When Dad got home the next morning, he found us still huddled together under the covers. He immediately went out to investigate and came back in laughing.
“I didn’t find any footprints or anything, but I did find some evidence. There were rat droppings on the window sill.”
She wasn’t just afraid of things that go bump in the night. She was afraid in the daylight, too. She was afraid of making a mistake, afraid of looking foolish in front of others, of being embarrassed, of being looked down on. She had a beautiful voice and helped lead the singing in her tiny country church when she was a teenager. That was before air conditioning when church windows actually opened and the congregations fanned themselves with fans provided by the local funeral home. One Sunday morning, a fly flew in an open window and straight into Mom’s mouth as she sang. She never led the singing again.
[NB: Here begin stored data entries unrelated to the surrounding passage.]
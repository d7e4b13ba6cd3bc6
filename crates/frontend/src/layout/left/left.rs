use crate::layout::global_context::AppGlobalContext;
use leptos::prelude::*;

#[component]
pub fn Left(children: Children) -> impl IntoView {
    let ctx = use_context::<AppGlobalContext>().expect("AppGlobalContext context not found");
    let is_open = move || ctx.left_open.get();

    view! {
        <aside data-zone="left" class="app-sidebar" class:hidden=move || !is_open()>
            {children()}
        </aside>
    }
}
use leptos::prelude::*;
use leptos_router::components::A;

#[component]
pub fn DashboardPage() -> impl IntoView {
    view! {
        <div class="page page--dashboard">
            <div class="dashboard__welcome">
                <h1 class="page__title">"Καλώς ήρθες, Διαχειριστή"</h1>
                <p class="page__subtitle">"Διαχειρίσου το κατάστημα σου εύκολα και γρήγορα."</p>
            </div>

            <div class="dashboard__actions card">
                <h2>"Παρακαλώ επιλέξτε ενέργεια"</h2>
                <div class="dashboard__buttons">
                    <A href="/products/new" attr:class="button button--primary">
                        "Προσθήκη Προϊόντος"
                    </A>
                    <A href="/products" attr:class="button button--secondary">
                        "Προβολή Προϊόντων"
                    </A>
                </div>
            </div>
        </div>
    }
}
She had other musical talents, too. She learned to play the guitar by watching her uncles, and when the kinfolks gathered on Saturday night, she played until her fingers bled. She also played the piano by ear. We had an old player piano we inherited from one relative or another. The player mechanics had been removed, Dad had refinished it, and Mom spent many happy hours playing honky-tonk tunes and old gospel favorites. But as we moved from small West Texas towns into the suburbs of Dallas, she feared that city folks would look down on her country origins, and she did her best to cover them up. Her guitar was relegated to the back of her closet, and the piano was freed up for me to practice the Old Masters favored by my piano teacher.
Mom also feared illness and physical infirmities of all kinds. She was born with “yellow jaundice,” and was sickly as a child. As an adult she endured a tonsillectomy, an appendectomy, a hysterectomy, three spinal fusions, and the removal of a deformed kidney. She feared falling victim to every epidemic and every new disease she heard and read about. When she was bitten by a tick, she was convinced she had lyme disease, and since she had several blood transfusions in the course of her many surgeries, she feared that she had AIDS. But most of all, she feared Alzheimer’s. I didn’t realize how much until I found an old photo album.
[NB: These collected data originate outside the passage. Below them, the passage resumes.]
#[component]
pub fn OrdersPage() -> impl IntoView {
    let state = create_state();
    let orders = RwSignal::new(Vec::<Order>::new());
    let (demo, set_demo) = signal(false);
    let (loading, set_loading) = signal(true);
    let (status_menu, set_status_menu) = signal(false);
    let confirm_delete = RwSignal::new(false);
    let viewing = RwSignal::new(Option::<Order>::None);
    let modal = use_modal();

    spawn_local(async move {
        let loaded = load_orders(&HttpGateway).await;
        set_demo.try_set(loaded.source.is_fallback());
        orders.try_set(loaded.data);
        set_loading.try_set(false);
    });

    let visible = Signal::derive(move || orders.with(|o| state.with(|s| query(o, s))));
    let visible_ids = Signal::derive(move || visible.with(|v| v.iter().map(Identified::record_id).collect::<Vec<_>>()));
    let selected = Signal::derive(move || state.with(|s| s.selected_ids.clone()));
    let search = Signal::derive(move || state.with(|s| s.search_term.clone()));
    let stats = Signal::derive(move || orders.with(|o| order_stats(o)));

    let sort_header = move |label: &'static str, key: OrderSortKey| {
        view! {
            <SortableHeaderCell
                label=label
                is_active=Signal::derive(move || state.with(|s| s.sort_key == key))
                direction=Signal::derive(move || state.with(|s| s.sort_direction))
                on_sort=Callback::new(move |_| state.update(|s| s.toggle_sort(key)))
            />
        }
    };

    let export_selected = move || {
        let rows = orders.with(|o| selected_orders(o, &selected.get_untracked()));
        if rows.is_empty() {
            return;
        }
        if let Err(e) = export_to_csv(&rows, CSV_FILENAME) {
            log::error!("CSV export failed: {}", e);
            modal.show(ModalMessage::error("Σφάλμα", e));
        }
    };

    let bulk_status = move |status: OrderStatus| {
        let ids: HashSet<String> = selected.get_untracked();
        orders.update(|o| {
            apply_status(o, &ids, status);
        });
        set_status_menu.set(false);
        state.update(|s| s.clear_selection());
    };

    let bulk_delete = Callback::new(move |_: ()| {
        let ids: HashSet<String> = selected.get_untracked();
        orders.update(|o| remove_orders(o, &ids));
        state.update(|s| s.clear_selection());
        confirm_delete.set(false);
    });

    view! {
        <div class="page">
            <div class="page__header">
                <div class="page__header-left">
                    <h1 class="page__title">"Παραγγελίες"</h1>
                    <span class="page__count">{move || orders.with(Vec::len)}</span>
                </div>
            </div>

            <Show when=move || demo.get()>
                <div class="alert alert--info">{DEMO_NOTICE}</div>
            </Show>

            <div class="orders-toolbar">
                <div class="orders-toolbar__filters">
                    <SearchInput
                        value=search
                        on_change=Callback::new(move |term: String| state.update(|s| s.search_term = term))
                        placeholder="Αναζήτηση πελάτη, email ή ID..."
                    />
                    <select
                        class="form__select"
                        prop:value=move || state.with(|s| s.filters.status.map(|st| st.label()).unwrap_or(""))
                        on:change=move |ev| {
                            let status = OrderStatus::parse(&event_target_value(&ev));
                            state.update(|s| s.filters.status = status);
                        }
                    >
                        <option value="">"Όλες οι καταστάσεις"</option>
                        {OrderStatus::all().into_iter().map(|st| view! {
                            <option value=st.label()>{st.label()}</option>
                        }).collect_view()}
                    </select>
                    <select
                        class="form__select"
                        prop:value=move || state.with(|s| s.filters.date_range.code())
                        on:change=move |ev| {
                            let range = DateRange::from_code(&event_target_value(&ev));
                            state.update(|s| s.filters.select_range(range, today()));
                        }
                    >
                        {DateRange::all().into_iter().map(|r| view! {
                            <option value=r.code()>{r.label()}</option>
                        }).collect_view()}
                    </select>
                    <Button
                        appearance=ButtonAppearance::Primary
                        on_click=move |_| export_selected()
                        disabled=Signal::derive(move || selected.with(HashSet::is_empty))
                    >
                        {icon("download")}
                        " Εξαγωγή CSV"
                    </Button>
                </div>

                <div class="orders-toolbar__stats">
                    <StatCard label="Σύνολο" icon_name="orders" value=Signal::derive(move || stats.get().count.to_string()) />
                    <StatCard label="Έσοδα" icon_name="euro" value=Signal::derive(move || format_euro(stats.get().revenue)) />
                    <StatCard label="Εκκρεμείς" icon_name="clock" value=Signal::derive(move || stats.get().pending.to_string()) />
                </div>
            </div>

            <Show when=move || !selected.with(HashSet::is_empty)>
                <div class="bulk-actions">
                    <span class="bulk-actions__count">
                        {move || format!("Επιλεγμένα: {}", selected.with(HashSet::len))}
                    </span>
                    <button class="button button--danger" on:click=move |_| confirm_delete.set(true)>
                        {icon("delete")}
                        " Διαγραφή"
                    </button>
                    <button class="button button--primary" on:click=move |_| export_selected()>
                        {icon("download")}
                        " Εξαγωγή"
                    </button>
                    <div class="bulk-actions__status">
                        <button
                            class="button button--warning"
                            on:click=move |_| set_status_menu.update(|open| *open = !*open)
                        >
                            {icon("clock")}
                            " Αλλαγή Κατάστασης"
                        </button>
                        <Show when=move || status_menu.get()>
                            <div class="dropdown">
                                {OrderStatus::all().into_iter().map(|st| view! {
                                    <button class="dropdown__item" on:click=move |_| bulk_status(st)>
                                        {st.label()}
                                    </button>
                                }).collect_view()}
                            </div>
                        </Show>
                    </div>
                </div>
            </Show>

            <Show
                when=move || !loading.get()
                fallback=|| view! { <div class="page__loading">"Φόρτωση..."</div> }
            >
                <div class="table-wrapper">
                    <Table class="orders-table">
                        <TableHeader>
                            <TableRow>
                                <TableHeaderCheckbox
                                    visible_ids=visible_ids
                                    selected=selected
                                    on_change=Callback::new(move |checked: bool| {
                                        let rows = visible.get_untracked();
                                        state.update(|s| s.select_all(&rows, checked));
                                    })
                                />
                                {sort_header("ID", OrderSortKey::Id)}
                                {sort_header("Ημερομηνία", OrderSortKey::Date)}
                                {sort_header("Πελάτης", OrderSortKey::Customer)}
                                <TableHeaderCell>"EMAIL"</TableHeaderCell>
                                <TableHeaderCell>"ΤΗΛΕΦΩΝΟ"</TableHeaderCell>
                                {sort_header("ΚΑΤΑΣΤΑΣΗ", OrderSortKey::Status)}
                                <TableHeaderCell>"ΠΛΗΡΩΜΗ"</TableHeaderCell>
                                {sort_header("ΣΥΝΟΛΟ", OrderSortKey::Total)}
                                <TableHeaderCell>""</TableHeaderCell>
                            </TableRow>
                        </TableHeader>
                        <TableBody>
                            <For
                                each=move || visible.get()
                                key=|order| (order.record_id(), order.status)
                                children=move |order: Order| {
                                    let id = order.record_id();
                                    let id_text = id.clone();
                                    let customer = order.customer.clone();
                                    let email = order.email.clone();
                                    let contact = contact_tooltip(&order);
                                    let for_view = order.clone();
                                    view! {
                                        <TableRow>
                                            <TableCellCheckbox
                                                item_id=id
                                                selected=selected
                                                on_change=Callback::new(move |(id, checked): (String, bool)| {
                                                    state.update(|s| s.toggle_selected(&id, checked));
                                                })
                                            />
                                            <TableCell>
                                                <TableCellLayout>
                                                    <span class="mono">{move || highlight_matches(&id_text, &search.get())}</span>
                                                </TableCellLayout>
                                            </TableCell>
                                            <TableCell>
                                                <TableCellLayout>{order.date.format("%Y-%m-%d").to_string()}</TableCellLayout>
                                            </TableCell>
                                            <TableCell>
                                                <TableCellLayout>
                                                    <span title=contact>
                                                        {move || highlight_matches(&customer, &search.get())}
                                                    </span>
                                                </TableCellLayout>
                                            </TableCell>
                                            <TableCell>
                                                <TableCellLayout>{move || highlight_matches(&email, &search.get())}</TableCellLayout>
                                            </TableCell>
                                            <TableCell>
                                                <TableCellLayout>{order.phone.clone()}</TableCellLayout>
                                            </TableCell>
                                            <TableCell>
                                                <StatusBadge status=order.status />
                                            </TableCell>
                                            <TableCell>
                                                <Badge variant=BadgeVariant::for_payment(order.payment)>
                                                    {order.payment.label()}
                                                </Badge>
                                            </TableCell>
                                            <TableCell class="table__cell--money">
                                                <TableCellLayout>{amount(order.total)}</TableCellLayout>
                                            </TableCell>
                                            <TableCell>
                                                <button
                                                    class="button button--primary button--small"
                                                    on:click=move |_| viewing.set(Some(for_view.clone()))
                                                >
                                                    {icon("eye")}
                                                    " Προβολή"
                                                </button>
                                            </TableCell>
                                        </TableRow>
                                    }
                                }
                            />
                        </TableBody>
                    </Table>
                </div>

                <Show when=move || visible.with(Vec::is_empty)>
                    <div class="empty-state">
                        <div class="empty-state__icon">{icon("orders")}</div>
                        <h3>"Δεν βρέθηκαν παραγγελίες"</h3>
                    </div>
                </Show>
            </Show>

            {move || viewing.get().map(|order| view! {
                <OrderDetails order=order on_close=Callback::new(move |_| viewing.set(None)) />
            })}

            <Show when=move || confirm_delete.get()>
                <ConfirmDialog
                    title="Διαγραφή".to_string()
                    text="Διαγραφή επιλεγμένων παραγγελιών;".to_string()
                    on_confirm=bulk_delete
                    on_cancel=Callback::new(move |_| confirm_delete.set(false))
                />
            </Show>
        </div>
    }
}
Mom and Dad lived with us for six years before they went into assisted living. By that time, neither of them was capable of making the decisions necessary in down-sizing. I went through all their personal belongings and made piles: things to go with them to their new home, things to store, things to donate, things to trash. In the bottom of one of Mom’s dresser drawers, I found an old, red photo album, the kind with a thick cardboard cover bound with braided cord. It had a rose embossed on the front, and I sat on the floor, wondering what forgotten pictures were inside. Instead of pictures, there were articles. Page after page of neatly clipped and mounted stories about dementia and Alzheimer’s. Stories of symptoms, stories of promising theories, stories with more questions than answers, stories of Mom’s first steps into the darkness.
I wonder how long she lived alone with her fear before the rest of us suspected.